B. Une appréciation restrictive du caractère nécessaire de la mesure
Enfin, la Cour évalue si la mesure ne va pas au-delà de ce qui est nécessaire pour atteindre l’objectif. Elle rappelle à ce titre que les États membres disposent d’une marge d’appréciation pour déterminer le niveau de protection de la santé publique. Face aux incertitudes sur l’importance des risques pour l’approvisionnement en médicaments, un État membre peut prendre des mesures protectrices sans attendre que ces risques soient pleinement démontrés. Le risque d’une pénurie de pharmacies dans certaines zones, privant la population d’un accès rapide et sûr aux médicaments sur ordonnance, est jugé suffisamment important pour justifier la mesure.

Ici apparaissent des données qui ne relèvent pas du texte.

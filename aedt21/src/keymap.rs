//!
//! # Key-Resolution Maps
//!
//! A [Seq] tree, plus two tables layered over it:
//! * Aliases, mapping alternate names to canonical keys or paths, many-to-one.
//! * Derived properties, computed on demand from the map and its owner, optionally writable.
//!
//! Resolution of a key runs in a fixed order:
//! 1. Paths split on `/` or `\`; the first segment resolves (by the rest of this list), then the remainder within it.
//!    Tree keys which themselves contain a separator are tried whole, before splitting.
//! 2. Tree keys, exact case first, then case-insensitively.
//! 3. Aliases, recursively.
//! 4. Derived properties.
//!

// Std-Lib
use std::borrow::Cow;
use std::fmt;
use std::sync::Arc;

// Crates.io
use indexmap::IndexMap;

// Local Imports
use crate::error::{AedtError, AedtResult};
use crate::tree::{is_path, split_path, Node, Seq};
use crate::utils::{DepOrder, DepOrderer};

/// Derived-property getter
pub type Getter<O> = Arc<dyn Fn(&KeyMap<O>) -> AedtResult<Node> + Send + Sync>;
/// Derived-property setter
pub type Setter<O> = Arc<dyn Fn(&mut KeyMap<O>, Node) -> AedtResult<()> + Send + Sync>;

///
/// # Derived Property
///
/// A getter, and an optional setter. Properties without setters are read-only.
///
pub struct Derived<O> {
    pub getter: Getter<O>,
    pub setter: Option<Setter<O>>,
}
impl<O> Derived<O> {
    /// Create a read-only [Derived] property from `getter`
    pub fn getter(getter: impl Fn(&KeyMap<O>) -> AedtResult<Node> + Send + Sync + 'static) -> Self {
        Self {
            getter: Arc::new(getter),
            setter: None,
        }
    }
    /// Add a `setter`
    pub fn with_setter(
        mut self,
        setter: impl Fn(&mut KeyMap<O>, Node) -> AedtResult<()> + Send + Sync + 'static,
    ) -> Self {
        self.setter = Some(Arc::new(setter));
        self
    }
    pub fn is_read_only(&self) -> bool {
        self.setter.is_none()
    }
}
impl<O> Clone for Derived<O> {
    fn clone(&self) -> Self {
        Self {
            getter: Arc::clone(&self.getter),
            setter: self.setter.clone(),
        }
    }
}

///
/// # Property Maps
///
/// Aliases and derived properties, as installed by [KeyMap::set_maps].
///
pub struct PropMaps<O> {
    /// Alternate name => canonical key or path
    pub aliases: IndexMap<String, String>,
    /// Name => [Derived] property
    pub derived: IndexMap<String, Derived<O>>,
}
impl<O> PropMaps<O> {
    pub fn new() -> Self {
        Self {
            aliases: IndexMap::new(),
            derived: IndexMap::new(),
        }
    }
    /// Add an alias, builder-style
    pub fn alias(mut self, alias: impl Into<String>, canonical: impl Into<String>) -> Self {
        self.aliases.insert(alias.into(), canonical.into());
        self
    }
    /// Add a derived property, builder-style
    pub fn derive(mut self, name: impl Into<String>, derived: Derived<O>) -> Self {
        self.derived.insert(name.into(), derived);
        self
    }
}
impl<O> Default for PropMaps<O> {
    fn default() -> Self {
        Self::new()
    }
}
impl<O> Clone for PropMaps<O> {
    fn clone(&self) -> Self {
        Self {
            aliases: self.aliases.clone(),
            derived: self.derived.clone(),
        }
    }
}

///
/// # Key-Resolution Map
///
/// A root [Seq], owner `O`, and the alias and derived-property tables.
/// Maps over plain trees use the unit owner, `KeyMap<()>`.
///
pub struct KeyMap<O = ()> {
    root: Seq,
    owner: O,
    aliases: IndexMap<String, String>,
    derived: IndexMap<String, Derived<O>>,
}
impl KeyMap<()> {
    /// Create an owner-less map over `root`
    pub fn from_seq(root: Seq) -> Self {
        Self::new(root, ())
    }
}
impl From<Seq> for KeyMap<()> {
    fn from(root: Seq) -> Self {
        Self::from_seq(root)
    }
}
impl<O> KeyMap<O> {
    /// Create a new map over `root`, owned by `owner`, with empty alias and derived tables
    pub fn new(root: Seq, owner: O) -> Self {
        Self {
            root,
            owner,
            aliases: IndexMap::new(),
            derived: IndexMap::new(),
        }
    }
    pub fn root(&self) -> &Seq {
        &self.root
    }
    pub fn root_mut(&mut self) -> &mut Seq {
        &mut self.root
    }
    pub fn owner(&self) -> &O {
        &self.owner
    }
    pub fn into_root(self) -> Seq {
        self.root
    }
    /// Get the value resolving `key`
    pub fn get(&self, key: &str) -> AedtResult<Cow<'_, Node>> {
        self.resolve(key)?.ok_or_else(|| AedtError::key(key))
    }
    /// Get the value at `key` as text, whatever its scalar type
    pub fn get_text(&self, key: &str) -> AedtResult<String> {
        match self.get(key)?.as_ref() {
            Node::Scalar(s) => Ok(s.to_string()),
            Node::Seq(_) => AedtError::fail(format!("{} is a sequence, not text", key)),
        }
    }
    /// Boolean indication of whether `key` resolves.
    /// Derived getters are not invoked, so paths continuing *into* a derived property report `false`.
    pub fn has(&self, key: &str) -> bool {
        if is_path(key) && self.root.contains(key) {
            return true;
        }
        let (first, rest) = split_path(key);
        if let Some(node) = self.root.get(first) {
            return match rest {
                None => true,
                Some(rest) => node.get(rest).is_some(),
            };
        }
        if let Some(target) = self.alias(first) {
            return match rest {
                None => self.has(target),
                Some(rest) => self.has(&format!("{}/{}", target, rest)),
            };
        }
        if self.derived(first).is_some() {
            return rest.is_none();
        }
        self.root.get_path(key).is_some()
    }
    /// All resolvable top-level names: tree keys, then aliases, then derived properties
    pub fn keys(&self) -> Vec<String> {
        let mut keys: Vec<String> = self.root.keys().into_iter().map(String::from).collect();
        for k in self.aliases.keys().chain(self.derived.keys()) {
            if !keys.iter().any(|e| e.eq_ignore_ascii_case(k)) {
                keys.push(k.clone());
            }
        }
        keys
    }
    /// Set the value at `key`.
    ///
    /// Existing tree paths are overwritten; aliases write through to their canonical path;
    /// derived properties use their setter, or fail with [AedtError::ReadOnly].
    /// Keys which resolve to none of these fail with [AedtError::KeyNotFound]; nothing is created implicitly.
    pub fn set(&mut self, key: &str, value: impl Into<Node>) -> AedtResult<()> {
        let value = value.into();
        if let Some(node) = self.root.get_path_mut(key) {
            *node = value;
            return Ok(());
        }
        let (first, rest) = split_path(key);
        if let Some(target) = self.alias(first) {
            let target = match rest {
                None => target.to_string(),
                Some(rest) => format!("{}/{}", target, rest),
            };
            return self.set(&target, value);
        }
        if let Some(derived) = self.derived(first) {
            return match (rest, derived.setter.clone()) {
                (None, Some(setter)) => setter(self, value),
                _ => Err(AedtError::ReadOnly {
                    key: key.to_string(),
                }),
            };
        }
        Err(AedtError::key(key))
    }
    /// Install the aliases and derived properties in `maps`, adding to any already present.
    ///
    /// Fails with [AedtError::Alias], installing nothing, if an alias names an existing tree key,
    /// or if the combined alias table contains a cycle.
    pub fn set_maps(&mut self, maps: PropMaps<O>) -> AedtResult<()> {
        for alias in maps.aliases.keys() {
            if self.root.contains(alias) {
                return Err(AedtError::Alias(format!(
                    "alias {:?} shadows an existing key",
                    alias
                )));
            }
        }
        let mut aliases = self.aliases.clone();
        aliases.extend(maps.aliases);
        let graph = AliasGraph(&aliases);
        let names: Vec<String> = aliases.keys().map(|k| k.to_lowercase()).collect();
        graph.order(&names)?;
        self.aliases = aliases;
        self.derived.extend(maps.derived);
        Ok(())
    }
    /// Insert or replace `key`, whose parent must already exist.
    /// A key differing from an existing one only by case replaces it, keeping the original spelling.
    pub fn update(&mut self, key: &str, value: impl Into<Node>) -> AedtResult<()> {
        let (parent, leaf) = split_parent(key);
        let seq = match parent {
            None => &mut self.root,
            Some(parent) => self
                .root
                .get_path_mut(parent)
                .ok_or_else(|| AedtError::key(parent))?
                .as_seq_mut()
                .ok_or_else(|| AedtError::msg(format!("{} is not a sequence", parent)))?,
        };
        seq.insert(leaf, value);
        Ok(())
    }
    /// Append positional item `value` to the root
    pub fn append(&mut self, value: impl Into<Node>) {
        self.root.push(value);
    }
    /// Append positional item `value` to the sequence at `path`
    pub fn append_at(&mut self, path: &str, value: impl Into<Node>) -> AedtResult<()> {
        self.root
            .get_path_mut(path)
            .ok_or_else(|| AedtError::key(path))?
            .as_seq_mut()
            .ok_or_else(|| AedtError::msg(format!("{} is not a sequence", path)))?
            .push(value);
        Ok(())
    }
    /// Resolve `key`, reporting misses as `None` and getter failures as errors
    fn resolve(&self, key: &str) -> AedtResult<Option<Cow<'_, Node>>> {
        if is_path(key) {
            if let Some(node) = self.root.get(key) {
                return Ok(Some(Cow::Borrowed(node)));
            }
        }
        let (first, rest) = split_path(key);
        let head = match self.resolve_one(first)? {
            Some(node) => node,
            None => return Ok(None),
        };
        let rest = match rest {
            Some(rest) => rest,
            None => return Ok(Some(head)),
        };
        Ok(match head {
            Cow::Borrowed(node) => node.get(rest).map(Cow::Borrowed),
            Cow::Owned(node) => node.get(rest).cloned().map(Cow::Owned),
        })
    }
    /// Resolve a single path segment
    fn resolve_one(&self, seg: &str) -> AedtResult<Option<Cow<'_, Node>>> {
        if let Some(node) = self.root.get(seg) {
            return Ok(Some(Cow::Borrowed(node)));
        }
        if let Some(target) = self.alias(seg) {
            return self.resolve(target);
        }
        if let Some(derived) = self.derived(seg) {
            return Ok(Some(Cow::Owned((derived.getter)(self)?)));
        }
        Ok(self.root.get_path(seg).map(Cow::Borrowed))
    }
    /// Look up an alias, exact case first
    fn alias(&self, name: &str) -> Option<&str> {
        lookup(&self.aliases, name).map(String::as_str)
    }
    /// Look up a derived property, exact case first
    fn derived(&self, name: &str) -> Option<&Derived<O>> {
        lookup(&self.derived, name)
    }
}
impl<O: Clone> Clone for KeyMap<O> {
    fn clone(&self) -> Self {
        Self {
            root: self.root.clone(),
            owner: self.owner.clone(),
            aliases: self.aliases.clone(),
            derived: self.derived.clone(),
        }
    }
}
impl<O> fmt::Debug for KeyMap<O> {
    fn fmt(&self, f: &mut fmt::Formatter) -> fmt::Result {
        f.debug_struct("KeyMap")
            .field("root", &self.root)
            .field("aliases", &self.aliases)
            .field("derived", &self.derived.keys().collect::<Vec<_>>())
            .finish()
    }
}

/// Find `name` in `table`, exact case first and then case-insensitively
fn lookup<'t, V>(table: &'t IndexMap<String, V>, name: &str) -> Option<&'t V> {
    table.get(name).or_else(|| {
        table
            .iter()
            .find(|(k, _)| k.eq_ignore_ascii_case(name))
            .map(|(_, v)| v)
    })
}

/// Split `path` into its parent path, if any, and its final segment
fn split_parent(path: &str) -> (Option<&str>, &str) {
    let path = path.trim_matches(|c| c == '/' || c == '\\');
    match path.rfind(|c| c == '/' || c == '\\') {
        Some(idx) => (Some(&path[..idx]), &path[idx + 1..]),
        None => (None, path),
    }
}

/// Alias table as a dependency graph: each alias depends on the alias its target starts with, if any
struct AliasGraph<'a>(&'a IndexMap<String, String>);
impl DepOrder for AliasGraph<'_> {
    type Item = String;
    type Error = AedtError;

    fn process(&self, item: &String, orderer: &mut DepOrderer<Self>) -> AedtResult<()> {
        if let Some(target) = lookup(self.0, item) {
            let (first, _) = split_path(target);
            if lookup(self.0, first).is_some() {
                orderer.push(&first.to_lowercase())?;
            }
        }
        Ok(())
    }
    fn fail(&self, item: &String) -> AedtResult<()> {
        Err(AedtError::Alias(format!("alias cycle through {:?}", item)))
    }
}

Dans ce contexte, la Cour estime que le système qui réserve la vente de ces médicaments aux seules pharmacies « n’apparaît pas aller au-delà de ce qui est nécessaire afin d’atteindre l’objectif visant à assurer un approvisionnement en médicaments de la population qui soit sûr et de qualité ». En l’absence de démonstration d’une mesure alternative aussi efficace, la Cour fait preuve de déférence envers le choix opéré par le législateur national pour protéger son système de santé.